So first of all, Gianluca, thank you for joining us this afternoon or morning depending on where you’re at. But why don’t I hand it over to you, I think you have one quick comment maybe on the safe harbor.

Gianluca Romano

Thank you, Aaron, and thank you, everyone, for joining us today. As a quick reminder, I will be making forward-looking statements today, and you can learn more about the risk factors associated with those statements on our website.

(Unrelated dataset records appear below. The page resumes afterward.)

//! Named collections kept in the local cache and the remote store.

use std::fmt;

use serde::{Deserialize, Serialize};

/// One independently synced blob per user.
#[derive(Debug, Clone, Copy, PartialEq, Eq, Hash, PartialOrd, Ord, Serialize, Deserialize)]
#[serde(rename_all = "lowercase")]
pub enum Collection {
    Bookmarks,
    Dock,
    Settings,
}

impl Collection {
    pub const ALL: [Self; 3] = [Self::Bookmarks, Self::Dock, Self::Settings];

    /// Fixed key of this collection in the local cache.
    #[must_use]
    pub const fn cache_key(self) -> &'static str {
        match self {
            Self::Bookmarks => "homebase.bookmarks",
            Self::Dock => "homebase.dock",
            Self::Settings => "homebase.settings",
        }
    }

    /// Remote table holding one row per user for this collection.
    #[must_use]
    pub const fn remote_table(self) -> &'static str {
        match self {
            Self::Bookmarks => "user_bookmarks",
            Self::Dock => "user_dock_items",
            Self::Settings => "user_settings",
        }
    }

    #[must_use]
    pub const fn as_str(self) -> &'static str {
        match self {
            Self::Bookmarks => "bookmarks",
            Self::Dock => "dock",
            Self::Settings => "settings",
        }
    }
}

impl fmt::Display for Collection {
    fn fmt(&self, f: &mut fmt::Formatter<'_>) -> fmt::Result {
        f.write_str(self.as_str())
    }
}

Question-and-Answer Session

Q – Aaron Rakers

Perfect. You nailed it. I think you’ve probably done that a few times before. So let me kind of just kick off. And for those in the audience, if you’d like to ask a question, feel free to e-mail me at aaron.rakers@wellsfargo.com. But why don’t I just start the discussion with just the demand profile. Obviously, the hard disk drive industry is transitioned to a point where a 60%, 65% or so of the industry is now in a nearline hard disk drive market. So on that piece of the market, I guess, just update us on how you’re thinking, how you see demand currently? And any kind of thoughts you might share as we kind of start to think about calendar ’21?

Gianluca Romano

Surely. So — and I can maybe discuss a little bit about our business highlights for the current quarter and the future, as you just asked. So in general, I would say, looking at the current market environment with about four weeks to go to quarter end, we remain very comfortable with the guidance that we gave at $2.550 billion of revenue, plus or minus $200 million, and EPS of $1.10 plus or minus $0.15. So, the quarter is shaping out as we were planned. And also in terms of mix, I would say, is fairly similar.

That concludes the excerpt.